During her life, Julia Ward Howe (1819- 1910) was called the “foremost woman in America” which is a pretty impressive statement! Julia Ward Howe was a poet, a playwright, a world traveler, a highly sought after speaker, a mother, an abolitionist and a suffragist. AND, most importantly, for us here at Caught in Southie, she lived in South Boston for almost twenty years!

Julia Ward was born in New York City to wealthy parents. She lived a very privileged life even though her parents died early in her life. She eventually married Bostonian Samuel Gridley Howe who was twenty years her senior. That name might sound familiar to Caught in Southie readers because Dr. Samuel Gridley Howe was the founding director of the Perkins School for the Blind which was located, for a time, right here in South Boston.

After the Howes were first married, and after their very, long honeymoon in Europe (it was so long they had their first child while still on the trip – the 19th century for wealthy folks sounds like it was a good time!) they came back to Boston and moved into a wing at The Perkins School.

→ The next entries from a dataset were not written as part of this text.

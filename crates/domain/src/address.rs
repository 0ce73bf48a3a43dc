// Copyright (C) 2026 Fred Clausen
// Use of this source code is governed by an MIT-style
// license that can be found in the LICENSE file or at
// https://opensource.org/licenses/MIT.

use crate::enumeration::Enumeration;
use crate::types::CountryCode;
use crate::validation::{BusinessRulesValidationResult, ValidationError};
use regex::Regex;
use serde::{Deserialize, Serialize};
use std::sync::LazyLock;
use uuid::Uuid;

#[allow(clippy::expect_used)]
static DK_BUILDING_NUMBER_FORMAT: LazyLock<Regex> = LazyLock::new(|| {
    Regex::new(
        r"^([0-9]{1,3}|[0-9]{1,3}[A-Z]|[0-9]{1,3}-[0-9]{1,3}|[0-9]{1,3}[A-Z]-[0-9]{1,3}[A-Z])$",
    )
    .expect("Invalid building number regex")
});

const STREET_NAME_MAX_LENGTH: usize = 40;
const CITY_MAX_LENGTH: usize = 25;
const CITY_SUBDIVISION_MAX_LENGTH: usize = 34;
const BUILDING_NUMBER_MAX_LENGTH: usize = 6;
const POST_CODE_MAX_LENGTH: usize = 10;
const FLOOR_MAX_LENGTH: usize = 4;
const ROOM_MAX_LENGTH: usize = 4;
const LOCATION_DESCRIPTION_MAX_LENGTH: usize = 60;

/// Raw address input as received from a market document.
///
/// `None` means the component was not supplied; an empty string means it
/// was supplied empty.
#[derive(Debug, Clone, Default, PartialEq, Eq, Serialize, Deserialize)]
#[serde(default)]
pub struct AddressComponents {
    pub street_name: Option<String>,
    pub street_code: Option<String>,
    pub building_number: Option<String>,
    pub city: Option<String>,
    pub city_subdivision: Option<String>,
    pub post_code: Option<String>,
    pub country_code: Option<String>,
    pub floor: Option<String>,
    pub room: Option<String>,
    pub municipality_code: Option<String>,
    pub is_actual: Option<bool>,
    pub geo_info_reference: Option<String>,
    pub location_description: Option<String>,
}

/// Installation address of a metering point.
#[derive(Debug, Clone, Default, PartialEq, Eq, Serialize, Deserialize)]
pub struct Address {
    street_name: Option<String>,
    street_code: Option<String>,
    building_number: Option<String>,
    city: Option<String>,
    city_subdivision: Option<String>,
    post_code: Option<String>,
    country_code: Option<CountryCode>,
    floor: Option<String>,
    room: Option<String>,
    municipality_code: Option<u16>,
    is_actual: Option<bool>,
    geo_info_reference: Option<Uuid>,
    location_description: Option<String>,
}

fn supplied(value: Option<&String>) -> Option<&str> {
    value.map(String::as_str).filter(|v| !v.is_empty())
}

fn too_long(value: &str, max: usize) -> bool {
    value.chars().count() > max
}

impl Address {
    /// Checks the format of every supplied component.
    ///
    /// Building number and post code formats depend on the country code,
    /// which is matched without regard to case.
    /// Required components are not checked here; which components are
    /// required depends on the metering point type.
    #[must_use]
    pub fn check_rules(components: &AddressComponents) -> BusinessRulesValidationResult {
        let mut result: BusinessRulesValidationResult = BusinessRulesValidationResult::new();

        let country: Option<CountryCode> = match supplied(components.country_code.as_ref()) {
            Some(code) => {
                let parsed: Option<CountryCode> = CountryCode::from_name_ignore_case(code).ok();
                if parsed.is_none() {
                    result.push(ValidationError::InvalidCountryCode {
                        value: code.to_string(),
                    });
                }
                parsed
            }
            None => None,
        };
        let is_danish: bool = country == Some(CountryCode::DK);

        if let Some(street_name) = supplied(components.street_name.as_ref())
            && too_long(street_name, STREET_NAME_MAX_LENGTH)
        {
            result.push(ValidationError::StreetNameMaximumLength {
                value: street_name.to_string(),
            });
        }

        if let Some(street_code) = supplied(components.street_code.as_ref()) {
            let valid: bool = street_code.len() == 4
                && street_code.bytes().all(|b| b.is_ascii_digit())
                && street_code != "0000";
            if !valid {
                result.push(ValidationError::StreetCodeValue {
                    value: street_code.to_string(),
                });
            }
        }

        if let Some(building_number) = supplied(components.building_number.as_ref()) {
            let valid: bool = if is_danish {
                DK_BUILDING_NUMBER_FORMAT.is_match(building_number)
            } else {
                !too_long(building_number, BUILDING_NUMBER_MAX_LENGTH)
            };
            if !valid {
                result.push(ValidationError::BuildingNumberFormat {
                    value: building_number.to_string(),
                });
            }
        }

        if let Some(city) = supplied(components.city.as_ref())
            && too_long(city, CITY_MAX_LENGTH)
        {
            result.push(ValidationError::CityNameMaximumLength {
                value: city.to_string(),
            });
        }

        if let Some(subdivision) = supplied(components.city_subdivision.as_ref())
            && too_long(subdivision, CITY_SUBDIVISION_MAX_LENGTH)
        {
            result.push(ValidationError::CitySubdivisionMaximumLength {
                value: subdivision.to_string(),
            });
        }

        if let Some(post_code) = supplied(components.post_code.as_ref()) {
            let valid: bool = if is_danish {
                post_code.len() == 4 && post_code.bytes().all(|b| b.is_ascii_digit())
            } else {
                !too_long(post_code, POST_CODE_MAX_LENGTH)
            };
            if !valid {
                result.push(ValidationError::PostCodeFormat {
                    value: post_code.to_string(),
                });
            }
        }

        if let Some(floor) = supplied(components.floor.as_ref())
            && too_long(floor, FLOOR_MAX_LENGTH)
        {
            result.push(ValidationError::FloorMaximumLength {
                value: floor.to_string(),
            });
        }

        if let Some(room) = supplied(components.room.as_ref())
            && too_long(room, ROOM_MAX_LENGTH)
        {
            result.push(ValidationError::RoomMaximumLength {
                value: room.to_string(),
            });
        }

        if let Some(code) = supplied(components.municipality_code.as_ref()) {
            let valid: bool = code.len() == 3
                && code
                    .parse::<u16>()
                    .is_ok_and(|value| (100..=999).contains(&value));
            if !valid {
                result.push(ValidationError::MunicipalityCodeValue {
                    value: code.to_string(),
                });
            }
        }

        if let Some(description) = supplied(components.location_description.as_ref())
            && too_long(description, LOCATION_DESCRIPTION_MAX_LENGTH)
        {
            result.push(ValidationError::LocationDescriptionMaximumLength {
                value: description.to_string(),
            });
        }

        if let Some(reference) = supplied(components.geo_info_reference.as_ref())
            && Uuid::parse_str(reference).is_err()
        {
            result.push(ValidationError::GeoInfoReferenceFormat {
                value: reference.to_string(),
            });
        }

        result
    }

    /// Creates an address from components that passed [`Self::check_rules`].
    ///
    /// Absent and empty components both become `None`.
    #[must_use]
    pub fn create(components: &AddressComponents) -> Self {
        let text = |value: Option<&String>| supplied(value).map(str::to_string);
        Self {
            street_name: text(components.street_name.as_ref()),
            street_code: text(components.street_code.as_ref()),
            building_number: text(components.building_number.as_ref()),
            city: text(components.city.as_ref()),
            city_subdivision: text(components.city_subdivision.as_ref()),
            post_code: text(components.post_code.as_ref()),
            country_code: supplied(components.country_code.as_ref())
                .and_then(|code| CountryCode::from_name_ignore_case(code).ok()),
            floor: text(components.floor.as_ref()),
            room: text(components.room.as_ref()),
            municipality_code: supplied(components.municipality_code.as_ref())
                .and_then(|code| code.parse().ok()),
            is_actual: components.is_actual,
            geo_info_reference: supplied(components.geo_info_reference.as_ref())
                .and_then(|reference| Uuid::parse_str(reference).ok()),
            location_description: text(components.location_description.as_ref()),
        }
    }

    /// Converts the address back into raw components.
    ///
    /// Used when merging a partial update onto an existing address.
    #[must_use]
    pub fn to_components(&self) -> AddressComponents {
        AddressComponents {
            street_name: self.street_name.clone(),
            street_code: self.street_code.clone(),
            building_number: self.building_number.clone(),
            city: self.city.clone(),
            city_subdivision: self.city_subdivision.clone(),
            post_code: self.post_code.clone(),
            country_code: self.country_code.map(|code| code.name().to_string()),
            floor: self.floor.clone(),
            room: self.room.clone(),
            municipality_code: self.municipality_code.map(|code| code.to_string()),
            is_actual: self.is_actual,
            geo_info_reference: self.geo_info_reference.map(|r| r.to_string()),
            location_description: self.location_description.clone(),
        }
    }

    #[must_use]
    pub fn street_name(&self) -> Option<&str> {
        self.street_name.as_deref()
    }

    #[must_use]
    pub fn street_code(&self) -> Option<&str> {
        self.street_code.as_deref()
    }

    #[must_use]
    pub fn building_number(&self) -> Option<&str> {
        self.building_number.as_deref()
    }

    #[must_use]
    pub fn city(&self) -> Option<&str> {
        self.city.as_deref()
    }

    #[must_use]
    pub fn city_subdivision(&self) -> Option<&str> {
        self.city_subdivision.as_deref()
    }

    #[must_use]
    pub fn post_code(&self) -> Option<&str> {
        self.post_code.as_deref()
    }

    #[must_use]
    pub const fn country_code(&self) -> Option<CountryCode> {
        self.country_code
    }

    #[must_use]
    pub fn floor(&self) -> Option<&str> {
        self.floor.as_deref()
    }

    #[must_use]
    pub fn room(&self) -> Option<&str> {
        self.room.as_deref()
    }

    #[must_use]
    pub const fn municipality_code(&self) -> Option<u16> {
        self.municipality_code
    }

    #[must_use]
    pub const fn is_actual(&self) -> Option<bool> {
        self.is_actual
    }

    #[must_use]
    pub const fn geo_info_reference(&self) -> Option<Uuid> {
        self.geo_info_reference
    }

    #[must_use]
    pub fn location_description(&self) -> Option<&str> {
        self.location_description.as_deref()
    }
}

Eventually, Dr. Howe bought the family a house, on a muli-acre piece of property at the base of Thomas Park near the end of Story Street. The house even had a name: Green Peace! The family lived at Green Peace from 1845 to 1863. During that time the family had more children, travelled globally and Julia Ward Howe wrote and published books of poetry. The Howes were abolitionists and, in 1861, they travelled to Washington DC. While they were there, they witnessed fighting between Union and Confederate troops in Virginia. The Union troops, on their way into battle were singing a song “John Brown’s Body” that was set to the tune of an old Scottish Song.

Julia Ward Howe was so impressed, seeing and hearing the troops made such an impression, that, later that same night, November 18, 1861, Ward was inspired to write a poem that, she felt, better fit the music she heard the troops singing. Her work, published in The Atlantic in 1862, would go on to become one of the most famous songs in the world;

it starts:
Mine eyes have seen the glory of the coming of the Lord;
He is trampling out the vintage where the grapes of wrath are stored;
He hath loosed the fateful lightning of His terrible swift sword:
His truth is marching on.
Ah, yes, The Battle Hymn of the Republic, a favorite of both Abraham Lincoln AND Johnny Cash.

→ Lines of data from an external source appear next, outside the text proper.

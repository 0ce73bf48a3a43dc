// Copyright (C) 2026 Fred Clausen
// Use of this source code is governed by an MIT-style
// license that can be found in the LICENSE file or at
// https://opensource.org/licenses/MIT.

//! API request and response data transfer objects.
//!
//! Requests carry raw text exactly as received. Absent fields are left
//! untouched and empty strings clear a value.

use meteringpoint_domain::{AddressComponents, MasterData};
use serde::{Deserialize, Serialize};

/// Raw master data fields shared by create and change requests.
#[derive(Debug, Clone, Default, PartialEq, Eq, Serialize, Deserialize)]
#[serde(default)]
pub struct MasterDataFields {
    pub product_type: Option<String>,
    pub unit_type: Option<String>,
    pub asset_type: Option<String>,
    pub reading_occurrence: Option<String>,
    pub settlement_method: Option<String>,
    pub net_settlement_group: Option<String>,
    pub connection_type: Option<String>,
    pub disconnection_type: Option<String>,
    pub scheduled_meter_reading_date: Option<String>,
    pub power_plant_gsrn_number: Option<String>,
    /// Capacity in kW.
    pub capacity: Option<String>,
    /// `yyyy-MM-ddTHH:mm:ssZ`.
    pub effective_date: Option<String>,
    pub metering_method: Option<String>,
    pub meter_number: Option<String>,
    pub power_limit_kwh: Option<String>,
    pub power_limit_ampere: Option<String>,
    pub production_obligation: Option<bool>,
    pub address: Option<AddressComponents>,
}

/// API request to create a metering point.
#[derive(Debug, Clone, Default, PartialEq, Eq, Serialize, Deserialize)]
#[serde(default)]
pub struct CreateMeteringPointRequest {
    /// GSRN number of the new metering point.
    pub gsrn_number: Option<String>,
    /// Name of the metering point type.
    pub metering_point_type: Option<String>,
    /// GSRN number of the parent, for child types.
    pub parent_gsrn_number: Option<String>,
    #[serde(flatten)]
    pub master_data: MasterDataFields,
}

/// API request to change the master data of an existing metering point.
#[derive(Debug, Clone, Default, PartialEq, Eq, Serialize, Deserialize)]
#[serde(default)]
pub struct ChangeMasterDataRequest {
    #[serde(flatten)]
    pub master_data: MasterDataFields,
}

/// API response for accepted master data.
#[derive(Debug, Clone, PartialEq, Serialize, Deserialize)]
pub struct MasterDataResponse {
    /// GSRN number of the metering point.
    pub gsrn_number: String,
    /// The accepted master data.
    pub master_data: MasterData,
    /// A success message.
    pub message: String,
}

The song is a global touchstone: the last thing the public heard Martin Luther King say was “Mine eyes have seen the glory of the coming of the Lord.”; it was sung at September 11th Memorial Services in both Washington, D.C., and London; and it was played at the funerals of both Ronald Reagan and Winston Churchill.

And what’s so cool about The Battle Hymn of the Republic for us here in Southie? While Howe didn’t write it while she was literally here in Southie, she was a Southie resident when it was written, published and began to become so important culturally. The family did move out of South Boston to Beacon Hill in 1863 (their Southie House is no longer standing; their Beacon Hill House is). The Howes did some of their most important, and long lasting work, while living right here in our neighborhood.